→ Requirement: Within the listing below, show every line that contains the word "from".

→ Records for the exercise:
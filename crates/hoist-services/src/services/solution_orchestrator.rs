//! Solution orchestrator
//!
//! Runs the project orchestrator over every project a solution references.
//! Projects are independent transactions: a rollback in one never touches
//! another, and a failed project does not stop the remaining ones.

use super::filesystem::FileSystem;
use super::project_orchestrator::{ConsolidationTarget, ProjectOrchestrator, ProjectOutcome};
use hoist_foundation::{ErrorReport, HoistError, HoistResult};
use hoist_lang_csharp::reader_for;
use serde::Serialize;
use std::collections::HashSet;
use std::path::{Path, PathBuf};
use tracing::{debug, info, info_span, warn, Instrument, Span};

/// Project manifests referenced by a `.sln` / `.slnx` that exist on disk.
///
/// Paths are resolved against the solution's directory; missing ones are
/// dropped because solutions may reference projects outside the checkout.
pub async fn resolve_manifest_members(
    fs: &dyn FileSystem,
    solution_path: &Path,
    manifest_suffix: &str,
) -> HoistResult<Vec<PathBuf>> {
    let reader = reader_for(solution_path, manifest_suffix).ok_or_else(|| {
        HoistError::not_supported(format!(
            "{} is not a .sln or .slnx file",
            solution_path.display()
        ))
    })?;

    let content = fs.read_to_string(solution_path).await?;
    let base_dir = solution_path.parent().unwrap_or_else(|| Path::new("."));

    let mut seen = HashSet::new();
    let mut members = Vec::new();
    for raw in reader.member_paths(&content)? {
        let resolved = base_dir.join(raw.replace('\\', "/"));
        if !fs.exists(&resolved).await {
            debug!(
                member = %raw,
                resolved = %resolved.display(),
                "Dropping solution member that does not exist"
            );
            continue;
        }
        if seen.insert(resolved.clone()) {
            members.push(resolved);
        }
    }

    debug!(
        solution = %solution_path.display(),
        format = reader.format_name(),
        count = members.len(),
        "Resolved solution members"
    );
    Ok(members)
}

/// Outcome of one member project.
#[derive(Debug, Clone, Serialize)]
#[serde(rename_all = "camelCase")]
pub struct ProjectReport {
    pub manifest: PathBuf,
    #[serde(skip_serializing_if = "Option::is_none")]
    pub outcome: Option<ProjectOutcome>,
    #[serde(skip_serializing_if = "Option::is_none")]
    pub error: Option<ErrorReport>,
}

impl ProjectReport {
    pub fn is_failure(&self) -> bool {
        self.error.is_some()
            || self
                .outcome
                .as_ref()
                .is_some_and(ProjectOutcome::is_rolled_back)
    }
}

#[derive(Debug, Clone, Serialize)]
#[serde(rename_all = "camelCase")]
pub struct SolutionReport {
    pub solution: PathBuf,
    pub projects: Vec<ProjectReport>,
}

impl SolutionReport {
    fn count(&self, pred: impl Fn(&ProjectOutcome) -> bool) -> usize {
        self.projects
            .iter()
            .filter(|p| p.outcome.as_ref().is_some_and(&pred))
            .count()
    }

    pub fn committed(&self) -> usize {
        self.count(|o| matches!(o, ProjectOutcome::Committed { .. }))
    }

    pub fn unchanged(&self) -> usize {
        self.count(|o| !matches!(o, ProjectOutcome::Committed { .. } | ProjectOutcome::RolledBack { .. }))
    }

    pub fn rolled_back(&self) -> usize {
        self.count(ProjectOutcome::is_rolled_back)
    }

    pub fn failed(&self) -> usize {
        self.projects.iter().filter(|p| p.error.is_some()).count()
    }

    pub fn declined(&self) -> usize {
        self.count(ProjectOutcome::is_declined)
    }

    /// True only when no project rolled back or failed.
    pub fn is_success(&self) -> bool {
        self.projects.iter().all(|p| !p.is_failure())
    }
}

pub struct SolutionOrchestrator {
    project: ProjectOrchestrator,
}

impl SolutionOrchestrator {
    pub fn new(project: ProjectOrchestrator) -> Self {
        Self { project }
    }

    pub async fn run(&self, solution_path: &Path, span: Span) -> HoistResult<SolutionReport> {
        self.run_inner(solution_path).instrument(span).await
    }

    async fn run_inner(&self, solution_path: &Path) -> HoistResult<SolutionReport> {
        let ui = self.project.ui();
        let suffix = &self.project.config().consolidation.project_manifest_suffix;
        let members = resolve_manifest_members(self.project.fs(), solution_path, suffix).await?;

        let mut report = SolutionReport {
            solution: solution_path.to_path_buf(),
            projects: Vec::new(),
        };

        if members.is_empty() {
            ui.warn(&format!("No projects found in {}", solution_path.display()));
            return Ok(report);
        }

        info!(projects_count = members.len(), "Consolidating solution");

        for manifest in members {
            let project_dir = manifest
                .parent()
                .map(Path::to_path_buf)
                .unwrap_or_else(|| PathBuf::from("."));
            let target = ConsolidationTarget::project(project_dir, Some(manifest.clone()));
            let span = info_span!("project", manifest = %manifest.display());

            let entry = match self.project.run(&target, span).await {
                Ok(outcome) => ProjectReport {
                    manifest,
                    outcome: Some(outcome),
                    error: None,
                },
                Err(e) => {
                    warn!(manifest = %manifest.display(), error = %e, "Project failed, continuing with the next one");
                    ui.error(&format!("{}: {}", target.display_name(), e));
                    ProjectReport {
                        manifest,
                        outcome: None,
                        error: Some(ErrorReport::from(&e)),
                    }
                }
            };
            report.projects.push(entry);
        }

        let summary = format!(
            "{}: {} committed, {} unchanged, {} rolled back, {} failed",
            solution_path.display(),
            report.committed(),
            report.unchanged(),
            report.rolled_back(),
            report.failed()
        );
        if report.is_success() {
            ui.info(&summary);
        } else {
            ui.warn(&summary);
        }

        Ok(report)
    }
}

→ Output for this task:
                .unwrap_or_else(|| PathBuf::from("."));
                        error: Some(ErrorReport::from(&e)),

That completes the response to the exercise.